Retracing the Argument
Typology is at the heart of Progressive Covenantalism’s position that the land promises are fulfilled in the new earth for all of God’s people with no specific fulfillment for Israel in a particular land. In this view, the land of Israel is a type. The type gives way to the reality of the new earth.
Previous posts have noted two problems with Progressive Covenantalism’s typological reasoning. First, it is not accurate to say that the land of Israel is a type. It was only a type at certain points in history. Second, God promised the land to Israel and promises entail obligations. God must fulfill his promise to Israel.

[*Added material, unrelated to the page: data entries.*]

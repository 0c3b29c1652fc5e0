//! Logging configuration and initialization
//!
//! Every binary in the workspace calls [`init_logging`] once at startup. Import
//! runs and indexer passes log through `tracing` spans that carry the dataset
//! and log ids, so one run's lines can be pulled out of a shared stream.
//!
//! Output goes to the console, a daily rolling file, or both, as text or JSON.
//!
//! # Example
//!
//! ```no_run
//! use pixlise_common::logging::{init_logging, LogConfig};
//! use tracing::info;
//!
//! fn main() -> anyhow::Result<()> {
//!     let config = LogConfig::from_env()?;
//!     init_logging(&config)?;
//!
//!     info!(dataset_id = "189137412", "Import started");
//!     Ok(())
//! }
//! ```

use anyhow::{Context, Result};
use serde::{Deserialize, Serialize};
use std::path::PathBuf;
use tracing::{Level, Subscriber};
use tracing_subscriber::{
    fmt::{self, format::FmtSpan, MakeWriter},
    layer::SubscriberExt,
    registry::LookupSpan,
    util::SubscriberInitExt,
    EnvFilter, Layer,
};

/// Log level for filtering messages
#[derive(Debug, Clone, Copy, PartialEq, Eq, Serialize, Deserialize, Default)]
#[serde(rename_all = "lowercase")]
pub enum LogLevel {
    Trace,
    Debug,
    #[default]
    Info,
    Warn,
    Error,
}

impl LogLevel {
    pub fn to_tracing_level(self) -> Level {
        match self {
            LogLevel::Trace => Level::TRACE,
            LogLevel::Debug => Level::DEBUG,
            LogLevel::Info => Level::INFO,
            LogLevel::Warn => Level::WARN,
            LogLevel::Error => Level::ERROR,
        }
    }
}

impl std::str::FromStr for LogLevel {
    type Err = anyhow::Error;

    fn from_str(s: &str) -> std::result::Result<Self, Self::Err> {
        match s.to_lowercase().as_str() {
            "trace" => Ok(LogLevel::Trace),
            "debug" => Ok(LogLevel::Debug),
            "info" => Ok(LogLevel::Info),
            "warn" | "warning" => Ok(LogLevel::Warn),
            "error" => Ok(LogLevel::Error),
            _ => Err(anyhow::anyhow!("Invalid log level: {}", s)),
        }
    }
}

impl std::fmt::Display for LogLevel {
    fn fmt(&self, f: &mut std::fmt::Formatter<'_>) -> std::fmt::Result {
        let name = match self {
            LogLevel::Trace => "trace",
            LogLevel::Debug => "debug",
            LogLevel::Info => "info",
            LogLevel::Warn => "warn",
            LogLevel::Error => "error",
        };
        f.write_str(name)
    }
}

/// Output target for logs
#[derive(Debug, Clone, PartialEq, Eq, Serialize, Deserialize, Default)]
#[serde(rename_all = "lowercase")]
pub enum LogOutput {
    #[default]
    Console,
    File,
    Both,
}

impl LogOutput {
    fn wants_console(&self) -> bool {
        matches!(self, LogOutput::Console | LogOutput::Both)
    }

    fn wants_file(&self) -> bool {
        matches!(self, LogOutput::File | LogOutput::Both)
    }
}

impl std::str::FromStr for LogOutput {
    type Err = anyhow::Error;

    fn from_str(s: &str) -> std::result::Result<Self, Self::Err> {
        match s.to_lowercase().as_str() {
            "console" | "stdout" => Ok(LogOutput::Console),
            "file" => Ok(LogOutput::File),
            "both" | "all" => Ok(LogOutput::Both),
            _ => Err(anyhow::anyhow!("Invalid log output: {}", s)),
        }
    }
}

impl std::fmt::Display for LogOutput {
    fn fmt(&self, f: &mut std::fmt::Formatter<'_>) -> std::fmt::Result {
        let name = match self {
            LogOutput::Console => "console",
            LogOutput::File => "file",
            LogOutput::Both => "both",
        };
        f.write_str(name)
    }
}

/// Log line format
#[derive(Debug, Clone, PartialEq, Eq, Serialize, Deserialize, Default)]
#[serde(rename_all = "lowercase")]
pub enum LogFormat {
    #[default]
    Text,
    /// One JSON object per line, for log shippers
    Json,
}

impl std::str::FromStr for LogFormat {
    type Err = anyhow::Error;

    fn from_str(s: &str) -> std::result::Result<Self, Self::Err> {
        match s.to_lowercase().as_str() {
            "text" | "pretty" => Ok(LogFormat::Text),
            "json" => Ok(LogFormat::Json),
            _ => Err(anyhow::anyhow!("Invalid log format: {}", s)),
        }
    }
}

impl std::fmt::Display for LogFormat {
    fn fmt(&self, f: &mut std::fmt::Formatter<'_>) -> std::fmt::Result {
        match self {
            LogFormat::Text => f.write_str("text"),
            LogFormat::Json => f.write_str("json"),
        }
    }
}

/// Logging configuration
#[derive(Debug, Clone, Serialize, Deserialize)]
pub struct LogConfig {
    pub level: LogLevel,
    pub output: LogOutput,
    pub format: LogFormat,

    /// Directory for rolling log files, used when output includes a file
    pub log_dir: PathBuf,

    /// File name prefix, "pixlise-import" gives "pixlise-import.2026-10-16"
    pub log_file_prefix: String,

    /// Extra comma separated directives, e.g. "aws_smithy_runtime=warn"
    pub filter_directives: Option<String>,

    pub include_location: bool,
    pub include_thread_ids: bool,
    pub include_targets: bool,
}

impl Default for LogConfig {
    fn default() -> Self {
        Self {
            level: LogLevel::Info,
            output: LogOutput::Console,
            format: LogFormat::Text,
            log_dir: PathBuf::from("./logs"),
            log_file_prefix: "pixlise".to_string(),
            filter_directives: None,
            include_location: false,
            include_thread_ids: false,
            include_targets: true,
        }
    }
}

impl LogConfig {
    /// Load configuration from environment variables, starting from defaults
    ///
    /// Environment variables:
    /// - `LOG_LEVEL`: trace, debug, info, warn, error
    /// - `LOG_OUTPUT`: console, file, both
    /// - `LOG_FORMAT`: text, json
    /// - `LOG_DIR`, `LOG_FILE_PREFIX`, `LOG_FILTER`
    /// - `LOG_INCLUDE_LOCATION`, `LOG_INCLUDE_THREAD_IDS`, `LOG_INCLUDE_TARGETS` (true/false)
    pub fn from_env() -> Result<Self> {
        Self::default().overlay_env()
    }

    /// Apply any `LOG_*` environment variables on top of this configuration
    pub fn overlay_env(mut self) -> Result<Self> {
        if let Ok(level) = std::env::var("LOG_LEVEL") {
            self.level = level.parse()?;
        }
        if let Ok(output) = std::env::var("LOG_OUTPUT") {
            self.output = output.parse()?;
        }
        if let Ok(format) = std::env::var("LOG_FORMAT") {
            self.format = format.parse()?;
        }
        if let Ok(dir) = std::env::var("LOG_DIR") {
            self.log_dir = PathBuf::from(dir);
        }
        if let Ok(prefix) = std::env::var("LOG_FILE_PREFIX") {
            self.log_file_prefix = prefix;
        }
        if let Ok(filter) = std::env::var("LOG_FILTER") {
            self.filter_directives = Some(filter);
        }
        if let Ok(val) = std::env::var("LOG_INCLUDE_LOCATION") {
            self.include_location = val.parse().unwrap_or(false);
        }
        if let Ok(val) = std::env::var("LOG_INCLUDE_THREAD_IDS") {
            self.include_thread_ids = val.parse().unwrap_or(false);
        }
        if let Ok(val) = std::env::var("LOG_INCLUDE_TARGETS") {
            self.include_targets = val.parse().unwrap_or(true);
        }
        Ok(self)
    }

    pub fn builder() -> LogConfigBuilder {
        LogConfigBuilder::default()
    }
}

/// Builder for LogConfig
#[derive(Default)]
pub struct LogConfigBuilder {
    config: LogConfig,
}

impl LogConfigBuilder {
    pub fn level(mut self, level: LogLevel) -> Self {
        self.config.level = level;
        self
    }

    pub fn output(mut self, output: LogOutput) -> Self {
        self.config.output = output;
        self
    }

    pub fn format(mut self, format: LogFormat) -> Self {
        self.config.format = format;
        self
    }

    pub fn log_dir(mut self, dir: impl Into<PathBuf>) -> Self {
        self.config.log_dir = dir.into();
        self
    }

    pub fn log_file_prefix(mut self, prefix: impl Into<String>) -> Self {
        self.config.log_file_prefix = prefix.into();
        self
    }

    pub fn filter_directives(mut self, filter: impl Into<String>) -> Self {
        self.config.filter_directives = Some(filter.into());
        self
    }

    pub fn include_location(mut self, include: bool) -> Self {
        self.config.include_location = include;
        self
    }

    pub fn build(self) -> LogConfig {
        self.config
    }
}

type BoxedLayer<S> = Box<dyn Layer<S> + Send + Sync + 'static>;

/// Builds one fmt layer for the given writer, in text or JSON
fn fmt_layer<S, W>(config: &LogConfig, writer: W, ansi: bool) -> BoxedLayer<S>
where
    S: Subscriber + for<'a> LookupSpan<'a>,
    W: for<'w> MakeWriter<'w> + Send + Sync + 'static,
{
    let layer = fmt::layer()
        .with_writer(writer)
        .with_ansi(ansi)
        .with_target(config.include_targets)
        .with_thread_ids(config.include_thread_ids)
        .with_file(config.include_location)
        .with_line_number(config.include_location)
        .with_span_events(FmtSpan::CLOSE);

    match config.format {
        LogFormat::Text => layer.boxed(),
        LogFormat::Json => layer.json().boxed(),
    }
}

fn build_filter(config: &LogConfig) -> Result<EnvFilter> {
    let mut filter =
        EnvFilter::from_default_env().add_directive(config.level.to_tracing_level().into());

    if let Some(ref directives) = config.filter_directives {
        for directive in directives.split(',').filter(|d| !d.trim().is_empty()) {
            filter = filter.add_directive(
                directive
                    .trim()
                    .parse()
                    .with_context(|| format!("Failed to parse filter directive: {directive}"))?,
            );
        }
    }

    Ok(filter)
}

/// Initialize the global tracing subscriber. Call once at startup.
pub fn init_logging(config: &LogConfig) -> Result<()> {
    let filter = build_filter(config)?;
    let mut layers: Vec<BoxedLayer<_>> = Vec::new();

    if config.output.wants_console() {
        layers.push(fmt_layer(config, std::io::stdout, true));
    }

    if config.output.wants_file() {
        std::fs::create_dir_all(&config.log_dir).context("Failed to create log directory")?;
        let appender = tracing_appender::rolling::daily(&config.log_dir, &config.log_file_prefix);
        let (non_blocking, guard) = tracing_appender::non_blocking(appender);
        // The guard flushes on drop; the writer has to outlive main.
        std::mem::forget(guard);
        layers.push(fmt_layer(config, non_blocking, false));
    }

    tracing_subscriber::registry()
        .with(layers)
        .with(filter)
        .try_init()
        .context("Failed to install tracing subscriber")?;

    Ok(())
}

#[cfg(test)]
#[allow(clippy::unwrap_used, clippy::expect_used)]
mod tests {
    use super::*;
    use serial_test::serial;

    #[test]
    fn test_log_level_from_str() {
        assert_eq!("trace".parse::<LogLevel>().unwrap(), LogLevel::Trace);
        assert_eq!("DEBUG".parse::<LogLevel>().unwrap(), LogLevel::Debug);
        assert_eq!("warning".parse::<LogLevel>().unwrap(), LogLevel::Warn);
        assert!("loud".parse::<LogLevel>().is_err());
    }

    #[test]
    fn test_log_output_from_str() {
        assert_eq!("stdout".parse::<LogOutput>().unwrap(), LogOutput::Console);
        assert_eq!("both".parse::<LogOutput>().unwrap(), LogOutput::Both);
        assert!(LogOutput::Both.wants_file() && LogOutput::Both.wants_console());
        assert!(!LogOutput::File.wants_console());
        assert!("syslog".parse::<LogOutput>().is_err());
    }

    #[test]
    fn test_log_format_round_trips_display() {
        for format in [LogFormat::Text, LogFormat::Json] {
            assert_eq!(format.to_string().parse::<LogFormat>().unwrap(), format);
        }
    }

    #[test]
    fn test_config_builder() {
        let config = LogConfig::builder()
            .level(LogLevel::Debug)
            .output(LogOutput::File)
            .format(LogFormat::Json)
            .log_dir("/var/log/pixlise")
            .log_file_prefix("pixlise-import")
            .build();

        assert_eq!(config.level, LogLevel::Debug);
        assert_eq!(config.output, LogOutput::File);
        assert_eq!(config.format, LogFormat::Json);
        assert_eq!(config.log_dir, PathBuf::from("/var/log/pixlise"));
        assert_eq!(config.log_file_prefix, "pixlise-import");
    }

    #[test]
    #[serial]
    fn test_overlay_env_keeps_builder_values_when_unset() {
        std::env::remove_var("LOG_LEVEL");
        std::env::remove_var("LOG_FILE_PREFIX");
        std::env::set_var("LOG_FORMAT", "json");

        let config = LogConfig::builder()
            .level(LogLevel::Debug)
            .log_file_prefix("pixlise-import")
            .build()
            .overlay_env()
            .unwrap();

        std::env::remove_var("LOG_FORMAT");
        assert_eq!(config.level, LogLevel::Debug);
        assert_eq!(config.format, LogFormat::Json);
        assert_eq!(config.log_file_prefix, "pixlise-import");
    }

    #[test]
    fn test_bad_filter_directive_is_rejected() {
        let config = LogConfig::builder().filter_directives("pixlise_import=verbose").build();
        assert!(build_filter(&config).is_err());
    }
}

In response to this second problem, Progressive Covenantalists would likely respond that Israel itself is a type that is fulfilled in Christ. Thus the promise is not fulfilled for national Israel but for Christ. This is dubious reasoning because of the nature of a promise. If someone promised us something and then fulfilled the promise for someone else, claiming that we were merely standing in as a symbol for the other person, we would rightly claim to be wronged. Second, even if Israel does play a typological role in Scripture, that role does not eliminate Israel as an entity for which the land promise can be fulfilled. Brent Parker observes: “[I]t is important to recognize that when a person or entity is identified as typological, this does not include every aspect of the person or entity. . . . Israel as an ethnic group is not a type” (“The Israel-Christ-Church Relationship,” in Progressive Covenantalism).
Thesis and Counter-thesis
The simple acknowledgement of that Israel as an ethnic group continues and could receive land in the eternal state is all that needs to be acknowledged for a rapprochement between my view and that of Progressive Covenantalism. We both agree that the land theme expands to encompass the entire new earth and all of God’s people. All I’m asking is for an acknowledgement that within this broader fulfillment of the theme the specific promises that God made will also be fulfilled.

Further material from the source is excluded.